Malaysian radio and television presenter

Abdul Halim Othman (born 28 September 1964) is a Malaysian radio and television announcer. He was the host of Roda Impian before being replaced by Hani Mohsin. He was also a host for his own talk show program the Halim Othman Live show in Astro Ria.

==Life and career==
Originally from Kemaman, Terengganu, Halim is a former student of Sultan Mahmud Science Secondary School (SESMA), Terengganu. Halim began his early career as a Selamat Pagi Malaysia (SPM) host on Radio Television Malaysia (RTM) in 1993, with the nickname 'HO' growing in popularity and sticking to the mind of his hometown fans as a host and radio presenter in his own style.

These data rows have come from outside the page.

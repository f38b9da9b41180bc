use std::fs;
use std::path::{Path, PathBuf};

use chrono::{DateTime, Utc};
use serde::{Deserialize, Serialize};
use tracing::warn;

use crate::io::atomic::atomic_write;
use crate::io::config_io::config_dir;

/// One tracked checklist file
#[derive(Debug, Clone, PartialEq, Serialize, Deserialize)]
pub struct ProjectEntry {
    pub name: String,
    pub path: String,
    #[serde(default, skip_serializing_if = "Option::is_none")]
    pub last_accessed: Option<DateTime<Utc>>,
    #[serde(default, skip_serializing_if = "Option::is_none")]
    pub last_checked: Option<DateTime<Utc>>,
}

/// The list of tracked files
#[derive(Debug, Clone, Default, Serialize, Deserialize)]
pub struct ProjectRegistry {
    #[serde(default)]
    pub projects: Vec<ProjectEntry>,
}

/// Which timestamp a touch updates
#[derive(Debug, Clone, Copy, PartialEq, Eq)]
pub enum Touch {
    Accessed,
    Checked,
}

/// Get the registry file path, respecting XDG_CONFIG_HOME
pub fn registry_path() -> PathBuf {
    config_dir().join("projects.toml")
}

/// Read the project registry from a specific path.
/// If the file doesn't exist, returns an empty registry.
/// If the file is corrupted, backs it up as .bak and returns empty.
pub fn read_registry_from(path: &Path) -> ProjectRegistry {
    if !path.exists() {
        return ProjectRegistry::default();
    }

    match fs::read_to_string(path) {
        Ok(content) => match toml::from_str::<ProjectRegistry>(&content) {
            Ok(reg) => reg,
            Err(e) => {
                let bak = path.with_extension("toml.bak");
                let _ = fs::copy(path, &bak);
                warn!(
                    "could not parse {} (backed up as {}): {}",
                    path.display(),
                    bak.display(),
                    e
                );
                ProjectRegistry::default()
            }
        },
        Err(e) => {
            warn!("could not read {}: {}", path.display(), e);
            ProjectRegistry::default()
        }
    }
}

/// Write the project registry to a specific path.
pub fn write_registry_to(path: &Path, reg: &ProjectRegistry) -> Result<(), std::io::Error> {
    if let Some(parent) = path.parent() {
        fs::create_dir_all(parent)?;
    }
    let content =
        toml::to_string_pretty(reg).map_err(|e| std::io::Error::other(e.to_string()))?;
    atomic_write(path, content.as_bytes())
}

fn save(reg_path: &Path, reg: &ProjectRegistry) {
    if let Err(e) = write_registry_to(reg_path, reg) {
        warn!("could not write {}: {}", reg_path.display(), e);
    }
}

/// Register a file. If already registered (by path), updates the name.
/// Returns true if this was a new registration.
pub fn register_project_in(reg_path: &Path, name: &str, abs_path: &Path) -> bool {
    let path_str = abs_path.to_string_lossy().to_string();
    let mut reg = read_registry_from(reg_path);

    if let Some(entry) = reg.projects.iter_mut().find(|e| e.path == path_str) {
        entry.name = name.to_string();
        save(reg_path, &reg);
        return false;
    }

    reg.projects.push(ProjectEntry {
        name: name.to_string(),
        path: path_str,
        last_accessed: Some(Utc::now()),
        last_checked: None,
    });
    save(reg_path, &reg);
    true
}

/// Stamp a registered file with the current time.
pub fn touch_in(reg_path: &Path, abs_path: &Path, touch: Touch) {
    let path_str = abs_path.to_string_lossy().to_string();
    let mut reg = read_registry_from(reg_path);
    if let Some(entry) = reg.projects.iter_mut().find(|e| e.path == path_str) {
        let now = Some(Utc::now());
        match touch {
            Touch::Accessed => entry.last_accessed = now,
            Touch::Checked => {
                entry.last_accessed = now;
                entry.last_checked = now;
            }
        }
        save(reg_path, &reg);
    }
}

/// Remove a file from a specific registry by name or path.
/// Returns the removed entry, or None if not found.
/// If the name is ambiguous (multiple matches), returns Err.
pub fn remove_project_from(
    reg_path: &Path,
    name_or_path: &str,
) -> Result<Option<ProjectEntry>, String> {
    let mut reg = read_registry_from(reg_path);

    // Exact path match first, canonical then as given
    let candidates = [
        fs::canonicalize(name_or_path)
            .ok()
            .map(|abs| abs.to_string_lossy().to_string()),
        Some(name_or_path.to_string()),
    ];
    for candidate in candidates.into_iter().flatten() {
        if let Some(idx) = reg.projects.iter().position(|e| e.path == candidate) {
            let removed = reg.projects.remove(idx);
            save(reg_path, &reg);
            return Ok(Some(removed));
        }
    }

    let matches: Vec<usize> = reg
        .projects
        .iter()
        .enumerate()
        .filter(|(_, e)| e.name == name_or_path)
        .map(|(i, _)| i)
        .collect();

    match matches.len() {
        0 => Ok(None),
        1 => {
            let removed = reg.projects.remove(matches[0]);
            save(reg_path, &reg);
            Ok(Some(removed))
        }
        n => Err(format!(
            "ambiguous: {} files named \"{}\". Specify by path instead.",
            n, name_or_path
        )),
    }
}

/// Abbreviate a path by replacing $HOME with ~
pub fn abbreviate_path(path: &str) -> String {
    if let Ok(home) = std::env::var("HOME")
        && !home.is_empty()
        && let Some(rest) = path.strip_prefix(&home)
    {
        return format!("~{}", rest);
    }
    path.to_string()
}

/// Format a relative time string like "2 min ago", "yesterday", "3 days ago"
pub fn relative_time(dt: &DateTime<Utc>) -> String {
    let duration = Utc::now().signed_duration_since(*dt);

    if duration.num_seconds() < 60 {
        return "just now".to_string();
    }
    let mins = duration.num_minutes();
    if mins < 60 {
        return format!("{} min ago", mins);
    }
    let hours = duration.num_hours();
    if hours < 24 {
        return format!("{} hr ago", hours);
    }
    let days = duration.num_days();
    if days == 1 {
        return "yesterday".to_string();
    }
    if days < 7 {
        return format!("{} days ago", days);
    }
    let weeks = days / 7;
    if weeks < 5 {
        return format!("{} weeks ago", weeks);
    }
    format!("{} months ago", days / 30)
}

#[cfg(test)]
mod tests {
    use super::*;
    use tempfile::TempDir;

    fn temp_registry() -> (TempDir, PathBuf) {
        let tmp = TempDir::new().unwrap();
        let path = tmp.path().join("tally").join("projects.toml");
        (tmp, path)
    }

    #[test]
    fn empty_registry() {
        let (_tmp, path) = temp_registry();
        assert!(read_registry_from(&path).projects.is_empty());
    }

    #[test]
    fn register_dedupes_by_path() {
        let (_tmp, path) = temp_registry();
        assert!(register_project_in(&path, "todo.md", Path::new("/notes/todo.md")));
        assert!(!register_project_in(&path, "renamed", Path::new("/notes/todo.md")));
        let reg = read_registry_from(&path);
        assert_eq!(reg.projects.len(), 1);
        assert_eq!(reg.projects[0].name, "renamed");
        assert!(reg.projects[0].last_accessed.is_some());
        assert!(reg.projects[0].last_checked.is_none());
    }

    #[test]
    fn touch_checked_sets_both_stamps() {
        let (_tmp, path) = temp_registry();
        register_project_in(&path, "a.md", Path::new("/notes/a.md"));
        touch_in(&path, Path::new("/notes/a.md"), Touch::Checked);
        let entry = &read_registry_from(&path).projects[0];
        assert!(entry.last_checked.is_some());
        assert_eq!(entry.last_checked, entry.last_accessed);
    }

    #[test]
    fn remove_by_name_and_path() {
        let (_tmp, path) = temp_registry();
        register_project_in(&path, "a.md", Path::new("/notes/a.md"));
        register_project_in(&path, "b.md", Path::new("/notes/b.md"));

        let removed = remove_project_from(&path, "a.md").unwrap().unwrap();
        assert_eq!(removed.path, "/notes/a.md");
        let removed = remove_project_from(&path, "/notes/b.md").unwrap().unwrap();
        assert_eq!(removed.name, "b.md");
        assert!(read_registry_from(&path).projects.is_empty());
        assert!(remove_project_from(&path, "a.md").unwrap().is_none());
    }

    #[test]
    fn ambiguous_name_is_an_error() {
        let (_tmp, path) = temp_registry();
        register_project_in(&path, "todo.md", Path::new("/work/todo.md"));
        register_project_in(&path, "todo.md", Path::new("/home/todo.md"));
        let err = remove_project_from(&path, "todo.md").unwrap_err();
        assert!(err.contains("ambiguous"));
        assert_eq!(read_registry_from(&path).projects.len(), 2);
    }

    #[test]
    fn corrupted_registry_is_backed_up() {
        let (_tmp, path) = temp_registry();
        fs::create_dir_all(path.parent().unwrap()).unwrap();
        fs::write(&path, "not valid toml [[[").unwrap();
        assert!(read_registry_from(&path).projects.is_empty());
        assert!(path.with_extension("toml.bak").exists());
    }

    #[test]
    fn relative_times() {
        let now = Utc::now();
        assert_eq!(relative_time(&now), "just now");
        assert_eq!(relative_time(&(now - chrono::Duration::minutes(5))), "5 min ago");
        assert_eq!(relative_time(&(now - chrono::Duration::days(1))), "yesterday");
        assert_eq!(relative_time(&(now - chrono::Duration::days(3))), "3 days ago");
    }
}
pub mod text;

After gaining experience as an SPM host, Halim went a step further when he was selected to host the Roda Impian program, which was well received in 1996.

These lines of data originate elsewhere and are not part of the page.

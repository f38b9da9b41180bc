pub mod cascade;
pub mod history;
pub mod outline;
pub mod project_ops;
pub mod reconcile;
pub mod similarity;
pub mod stats;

Early in his career, he was known through the Era radio station as a morning crew on the ERA. Coupled with Khairil Rashid, and later Linda Onn, he was known to impress the audience with his powerful voice. Through his career at ERA, he won the Best Radio Presenter Award in the Anugerah Bintang Popular for 4 consecutive years. He was among the earliest presenters of the Era including Khairil, Linda, Kudsia Kahar, David Low, Seelan Paul, Jamal Jamaluddin, Nadira Azizan, Subarma Mokhtaruddin and Najman Mohamed.

After a successful breakthrough, ERA management moved him from the station to Malaysia's famous radio station, Sinar FM. Together with Sinar, he managed to create his own name by forming a group of listeners of various ages.

On 18 January 2008, Halim announced his retirement from his broadcasting career and ended his career as a radio presenter, declaring to concentrate on the field of calligraphy.

===Return===
In January 2010, Halim decided to join the radio station Suria FM and surprised many of his fans. Also joining the station was popular female radio host Linda Onn. Halim's presence, which runs the Breakfast @ Suria from 6am to 10am with Zizi and Viviana Layola and joins Linda in Suria 20, successfully raised the station's ratings with a 100% increase in viewership in May 2010.

In April 2016, Halim returned to the TV scene after nearly a decade.